Le loisir était synonyme de repos, et plus exactement, du repos de l’esprit qui rend possible son libre exercice. Il n’était pas alors question de paresse ou d’inertie, et la « valeur » d’un individu ne correspondait pas à la quantité de mouvement ou de travail objectif qu’il était capable de fournir. Elle ne coïncidait pas avec cette activité qui n’est plus aujourd’hui ce qui nous permet de vivre, mais ce pour quoi l’on vit, et dont on ne peut pas dire qu’elle est pénible parce que, comme l’exprime si bien notre président :
« le mot pénibilité … ne correspond pas à ce dont nous avons besoin parce que le travail c’est l’émancipation, c’est ce qui vous donne une place[4]»

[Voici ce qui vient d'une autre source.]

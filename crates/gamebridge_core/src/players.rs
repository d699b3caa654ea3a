//! Shared player-row upserts.
//!
//! Players are created on first report from any source and never deleted.

use diesel::prelude::*;
use diesel::sqlite::SqliteConnection;
use gamebridge_store::models::NewPlayer;
use gamebridge_store::schema::players;
use gamebridge_store::StoreResult;

/// Fallback display name when a report does not carry one.
pub const UNKNOWN_NAME: &str = "Unknown";

fn stub(xuid: &str, name: &str, now: i64) -> NewPlayer {
    NewPlayer {
        xuid: xuid.to_string(),
        last_name: name.to_string(),
        first_seen_at: now,
        last_seen_at: now,
        online: false,
        online_updated_at: now,
        last_ip: None,
        last_hwid: None,
    }
}

/// Ensures a player row exists; bumps `last_seen_at` when it already does.
pub(crate) fn upsert_stub(conn: &mut SqliteConnection, xuid: &str, now: i64) -> StoreResult<()> {
    diesel::insert_into(players::table)
        .values(stub(xuid, UNKNOWN_NAME, now))
        .on_conflict(players::xuid)
        .do_update()
        .set(players::last_seen_at.eq(now))
        .execute(conn)?;
    Ok(())
}

/// Ensures a player row exists and records the reported name.
pub(crate) fn upsert_reported(
    conn: &mut SqliteConnection,
    xuid: &str,
    name: Option<&str>,
    now: i64,
) -> StoreResult<()> {
    let safe_name = match name.map(str::trim) {
        Some(n) if !n.is_empty() => n,
        _ => UNKNOWN_NAME,
    };
    diesel::insert_into(players::table)
        .values(stub(xuid, safe_name, now))
        .on_conflict(players::xuid)
        .do_update()
        .set((
            players::last_name.eq(safe_name),
            players::last_seen_at.eq(now),
        ))
        .execute(conn)?;
    Ok(())
}
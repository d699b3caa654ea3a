//! # gamebridge testkit
//!
//! Test fixtures for the gamebridge crates.
//!
//! ```rust
//! use gamebridge_testkit::with_bridge;
//!
//! with_bridge(|bridge| {
//!     bridge.bans().ban_player("X1", "spam", None).unwrap();
//!     assert!(bridge.bans().has_active_ban("X1").unwrap());
//! });
//! ```

#![deny(unsafe_code)]
#![warn(missing_docs)]

pub mod fixtures;

pub use fixtures::*;
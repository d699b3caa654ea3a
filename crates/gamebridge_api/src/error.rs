//! API error classification.

use gamebridge_core::CoreError;
use thiserror::Error;

/// Result type for handler methods.
pub type ApiResult<T> = Result<T, ApiError>;

/// Errors surfaced to the transport layer.
#[derive(Debug, Error)]
pub enum ApiError {
    /// The caller's input was invalid; nothing was written.
    #[error("bad request: {0}")]
    BadRequest(String),

    /// The backend failed; transactional writes have been rolled back.
    #[error("internal error: {0}")]
    Internal(String),
}

impl ApiError {
    /// HTTP status code for this error.
    pub fn status(&self) -> u16 {
        match self {
            ApiError::BadRequest(_) => 400,
            ApiError::Internal(_) => 500,
        }
    }

    /// Returns true if this is a client error (4xx).
    pub fn is_client_error(&self) -> bool {
        matches!(self, ApiError::BadRequest(_))
    }

    /// Stable machine-readable error code for the JSON error body.
    pub fn code(&self) -> &'static str {
        match self {
            ApiError::BadRequest(_) => "bad_request",
            ApiError::Internal(_) => "internal_error",
        }
    }
}

impl From<CoreError> for ApiError {
    fn from(err: CoreError) -> Self {
        match err {
            CoreError::Validation(message) => ApiError::BadRequest(message),
            CoreError::Store(e) => ApiError::Internal(e.to_string()),
        }
    }
}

Arbeit macht frei : « le travail rend libre ». Emmanuel Macron a bien appris son Hegel, ses plus utiles formules du moins, mais il a oublié certains de ses héritiers marxistes, qui auraient pu lui rappeler à juste titre que cela ne vaut pas pour toutes les formes de travail puisque le travail salarié (contrairement à l’activité créatrice) est toujours une exploitation.
Ne nous égarons pas, nous parlions du loisir tel que le comprenaient les Anciens. Force est de constater que nous n’en avons pas beaucoup. Le temps que quelques privilégiés réservaient jadis au loisir est désormais dévolu aux divertissements.
Depuis le XXe siècle, les masses ont du temps « à soi » qu’elles ne consacrent plus uniquement à la récupération de leur force de travail. Ce temps n’est pas jugé improductif, car il ne coûte rien à la société. Bien au contraire, il lui rapporte, dans la mesure où il appelle de nouveaux désirs, qui se transforment bientôt en de nouveaux besoins. Loin de nuire au fonctionnement de la machine-société, le temps libre lui fournit son carburant le moins vert : la mode.
Dans le royaume de la modernité mondialisé, de l’éphémère et du transitoire[5], où vitesse et croissance sont souveraines, évoluent des individus de plus en plus creux, « vidés » des ressources intérieures qu’ils n’ont pas eu le loisir d’acquérir parce qu’elles ne peuvent s’acheter. Ces individus creusés par l’ennui cherchent désespérément dans les divertissements nouveaux et la stimulation permanente, de quoi peupler leur désert personnel.
Ce système a évidemment de graves conséquences en termes de santé mentale et d’écologie.
- Santé mentale
On imagine facilement, c’est du vécu, que submergés par une vague de stimuli dont ils ne peuvent effectuer la synthèse, les individus finissent par se sentir dépassés. L’équilibre fragile sur lequel repose leur santé mentale est mis à rude épreuve. Soumis à un stress permanent, ils sont constamment au bord de la rupture psychique. Il en faut peu pour qu’ils basculent d’un état de nervosité à état de dépression ou de déprime : l’excitation retombe comme un soufflé. Burn in, burn out (épuisement professionnel), implosion ou explosion, le résultat est le même, l’individu n’est plus capable de rien.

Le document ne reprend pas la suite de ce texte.